Ocorre que a prova que o juízo sentenciante necessitava para vislumbrar certeza sobre a
autoria do delito não foi produzida, tendo em vista que foram realizadas 03 (três) audiências
com tal desiderato, entretanto, a vítima não compareceu em nenhuma delas.
O acusado, em sede administrativa (fls. 22), foi interrogado e negou com veemência o delito a
si imputado, conforme se depreende de breve transcrição abaixo: [...] que sobre a acusação de
roubo o interrogado não sabe disto, pois estava com sua mulher Tailine. que o interrogado nega
que tenha tentado esconder uma arma de fogo; que se recusou a sair do quarto, pois não sabia
o que estava acontecendo.” – fls. 22, dos autos.
Em juízo, o interrogado reafirmou sua não participação no delito em comento, conforme se vê
dos trechos abaixo: que nunca teve condenação criminal...; que está preso já faz um ano e não
sabe qual vai ser a decisão daqui hoje, que podem o condenar mas tem a plena certeza de que
não cometeu o ato; que podem te dar trinta anos e passar quinze, lhe chamar de novo e
perguntar se estava presente, e vai dizer “não estava”; que esse cara aí só falou que o
depoente estava envolvido porque estava sob pressão; que a pessoa sob pressão era Gabriel;
que quem pressionava era a polícia; que do mesmo jeito fizeram com o depoente, querendo
que este confessasse o crime que ele cometeu, mas só que o depoente não foi burro, pois não
assumiu nada não; que nega que tenha qualquer participação no delito; que estava em sua
casa dormindo, cedo, quando a polícia chegou lá falando que tinha um cidadão, não falou o
nome dele, que estava lhe acusando de assalto; que não sabe se isso é versão da polícia ou
versão do Gabriel...
Desta feita, narradas as circunstâncias em que se deram a prisão do acusado, bem como
considerando que a polícia lhe guardava rancor, desde 2008 (tendo em vista que o irmão do
acusado teria assassinado um policial militar, gerando uma intriga), fica clarividente que tudo o
que fora produzido em sede policial, às escuras, merece ainda mais cautela quando da
avaliação desta câmara, o que, certamente foi feito, quando determinada a audiência de
reconhecimento pessoal. o juiz, não se satisfazendo tão somente com o reconhecimento em
sede administrativa, determinou¸ para dissipar todas as dúvidas, a realização de
reconhecimento pessoal judicial, o que, não tendo sido realizado, mantém a suspeita sobre
procedimento indutivo realizado pela polícia, bem como mantém a dúvida sobre a autoria do
crime por parte de José Expósito Alexandre.
Não merece muitas considerações o interrogatório do Delator Gabriel, eis que este, tão
somente visando benefícios judiciais, querendo elidir-se do fato ao qual praticou ou visando
uma redução de pena, “colaborou” produzindo provas contra inimigo da polícia militar, o que
por óbvio, não merece credibilidade. ainda, seu depoimento é recheado de inconsistências e
contradições, tudo isto resultado óbvio do afoito interesse em reduções de pena ou benefícios
congêneres.
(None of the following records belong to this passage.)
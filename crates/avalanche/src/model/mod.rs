//! Decoded chain records as handed over by the node RPC layer.
//!
//! The node client returns these parsed structures together with the raw
//! payload bytes; the block store keeps the raw bytes and the runner decodes
//! them back on the way to the indexers.

mod common;
mod contract;
mod exchange;
mod platform;

pub use common::*;
pub use contract::*;
pub use exchange::*;
pub use platform::*;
Assim, recaindo contra o acusado tão somente prova inquisitiva, aliada às
suspeitas de terem sido produzidas com o afã de incluí-lo na cena do crime, eis que era visado
pela polícia militar em função de desavenças anteriores, e considerando que nada disso foi
repetido em juízo, as considerações estampadas na sentença não são aptas para condená-lo.
na verdade, a fundamentação da referida sentença viola o artigo 155, do CPP.
Impositiva a absolvição, tendo em vista que, no presente processo, a regra da necessidade de
reproduzir as provas em juízo se torna mais necessária do que o normal para depreender édito
condenatório, o que, claramente, não existe no presente processo, razão por que, deve-se
utilizar este r. juízo, da máxima favor rei, determinando a absolvição do acusado José Expósito
Alexandre, de todos os delitos a ele imputados.
Vê-se que o juízo sentenciante não se atentou para as disposições de nosso código de
processo penal, especialmente aos comandos constantes do artigo 386, inciso iv, que
determina seja decretada a absolvição do réu, desde que o juiz reconheça (v) não existir prova
de ter o réu concorrido para a infração penal.
Neste sentido também caminha a jurisprudência, conforme se verifica do julgado abaixo, com
grifo da defesa:

TJ-AC-Apelação: Apl nº 0001088- 2.2009.8.01.0006 Penal.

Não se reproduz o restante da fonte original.